REQUIREMENT » What is needed is a copy of each line in the listing that contains "async".

*** EXERCISE INPUTS ***

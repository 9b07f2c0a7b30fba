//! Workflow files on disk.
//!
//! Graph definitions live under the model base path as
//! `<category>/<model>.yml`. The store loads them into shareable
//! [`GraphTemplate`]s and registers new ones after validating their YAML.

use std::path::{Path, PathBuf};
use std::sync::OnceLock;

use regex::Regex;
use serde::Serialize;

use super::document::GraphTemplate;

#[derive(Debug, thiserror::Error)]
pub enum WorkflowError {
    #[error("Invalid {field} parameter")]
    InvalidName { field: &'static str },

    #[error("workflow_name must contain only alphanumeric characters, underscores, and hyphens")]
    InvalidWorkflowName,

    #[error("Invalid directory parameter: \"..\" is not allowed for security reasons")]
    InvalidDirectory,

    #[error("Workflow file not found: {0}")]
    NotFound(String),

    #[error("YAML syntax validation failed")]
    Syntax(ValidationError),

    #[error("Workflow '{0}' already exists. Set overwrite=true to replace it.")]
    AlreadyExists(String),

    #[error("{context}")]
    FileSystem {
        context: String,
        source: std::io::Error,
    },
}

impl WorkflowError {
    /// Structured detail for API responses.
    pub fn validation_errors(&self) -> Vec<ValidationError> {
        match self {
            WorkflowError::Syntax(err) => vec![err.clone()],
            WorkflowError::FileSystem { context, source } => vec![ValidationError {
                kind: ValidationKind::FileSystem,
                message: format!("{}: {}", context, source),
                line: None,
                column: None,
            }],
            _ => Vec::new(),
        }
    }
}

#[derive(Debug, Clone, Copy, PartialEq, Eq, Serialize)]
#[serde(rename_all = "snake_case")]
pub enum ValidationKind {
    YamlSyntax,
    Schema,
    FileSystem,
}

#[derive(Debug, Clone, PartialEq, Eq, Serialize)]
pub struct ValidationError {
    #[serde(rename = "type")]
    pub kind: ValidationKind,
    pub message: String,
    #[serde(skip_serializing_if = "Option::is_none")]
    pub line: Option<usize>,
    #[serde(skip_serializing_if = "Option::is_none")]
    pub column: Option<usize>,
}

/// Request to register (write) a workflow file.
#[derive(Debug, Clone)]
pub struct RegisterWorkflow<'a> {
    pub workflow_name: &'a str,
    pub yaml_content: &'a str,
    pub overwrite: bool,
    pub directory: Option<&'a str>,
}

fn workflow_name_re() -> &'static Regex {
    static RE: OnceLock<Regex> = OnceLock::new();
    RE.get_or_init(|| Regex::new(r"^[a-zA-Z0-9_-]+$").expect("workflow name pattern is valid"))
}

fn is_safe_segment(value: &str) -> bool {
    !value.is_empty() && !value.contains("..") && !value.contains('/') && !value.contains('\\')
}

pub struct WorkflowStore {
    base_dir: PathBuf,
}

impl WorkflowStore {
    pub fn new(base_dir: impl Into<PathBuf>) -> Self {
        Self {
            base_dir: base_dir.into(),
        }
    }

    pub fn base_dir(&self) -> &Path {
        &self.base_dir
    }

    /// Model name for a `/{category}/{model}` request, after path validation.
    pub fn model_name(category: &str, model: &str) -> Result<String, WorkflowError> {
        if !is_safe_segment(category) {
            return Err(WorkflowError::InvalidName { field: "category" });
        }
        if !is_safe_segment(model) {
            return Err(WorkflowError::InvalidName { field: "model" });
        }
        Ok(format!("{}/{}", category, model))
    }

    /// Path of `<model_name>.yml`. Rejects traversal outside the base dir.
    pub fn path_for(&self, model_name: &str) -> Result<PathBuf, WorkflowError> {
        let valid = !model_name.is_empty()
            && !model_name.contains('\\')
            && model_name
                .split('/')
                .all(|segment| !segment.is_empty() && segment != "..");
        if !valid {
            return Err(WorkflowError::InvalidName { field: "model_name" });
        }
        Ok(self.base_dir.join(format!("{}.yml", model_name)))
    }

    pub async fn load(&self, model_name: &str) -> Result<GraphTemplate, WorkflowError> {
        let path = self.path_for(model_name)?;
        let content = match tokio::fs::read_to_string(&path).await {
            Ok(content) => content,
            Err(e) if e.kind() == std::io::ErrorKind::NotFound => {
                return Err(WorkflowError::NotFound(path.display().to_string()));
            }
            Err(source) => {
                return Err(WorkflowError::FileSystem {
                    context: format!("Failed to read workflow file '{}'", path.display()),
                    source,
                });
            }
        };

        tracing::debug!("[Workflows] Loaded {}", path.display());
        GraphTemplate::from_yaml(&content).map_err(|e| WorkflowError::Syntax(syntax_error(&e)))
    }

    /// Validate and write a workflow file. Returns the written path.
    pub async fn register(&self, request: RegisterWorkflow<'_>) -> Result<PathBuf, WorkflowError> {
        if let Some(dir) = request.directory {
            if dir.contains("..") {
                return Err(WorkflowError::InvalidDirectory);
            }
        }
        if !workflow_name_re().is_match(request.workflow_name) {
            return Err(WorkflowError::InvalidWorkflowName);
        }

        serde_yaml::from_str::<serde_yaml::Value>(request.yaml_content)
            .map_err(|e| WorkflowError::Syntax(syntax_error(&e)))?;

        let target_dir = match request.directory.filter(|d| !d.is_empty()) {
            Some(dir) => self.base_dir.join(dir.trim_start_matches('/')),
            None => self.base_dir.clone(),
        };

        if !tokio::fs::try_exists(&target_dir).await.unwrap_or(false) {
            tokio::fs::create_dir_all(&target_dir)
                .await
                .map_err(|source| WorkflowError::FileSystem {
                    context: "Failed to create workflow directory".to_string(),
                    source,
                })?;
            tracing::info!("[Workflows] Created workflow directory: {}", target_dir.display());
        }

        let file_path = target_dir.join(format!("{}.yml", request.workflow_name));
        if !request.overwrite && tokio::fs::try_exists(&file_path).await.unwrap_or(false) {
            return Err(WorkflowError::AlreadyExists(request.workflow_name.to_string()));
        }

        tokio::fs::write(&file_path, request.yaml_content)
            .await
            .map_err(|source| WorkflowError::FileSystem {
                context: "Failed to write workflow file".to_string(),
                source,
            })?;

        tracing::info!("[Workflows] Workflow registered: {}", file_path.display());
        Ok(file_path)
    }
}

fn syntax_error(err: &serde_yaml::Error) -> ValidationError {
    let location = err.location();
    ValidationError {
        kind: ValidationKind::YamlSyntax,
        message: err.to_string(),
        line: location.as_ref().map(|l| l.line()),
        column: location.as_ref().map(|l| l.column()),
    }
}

*** End of EXERCISE INPUTS ***

ANSWER BELOW »
    pub async fn load(&self, model_name: &str) -> Result<GraphTemplate, WorkflowError> {
    pub async fn register(&self, request: RegisterWorkflow<'_>) -> Result<PathBuf, WorkflowError> {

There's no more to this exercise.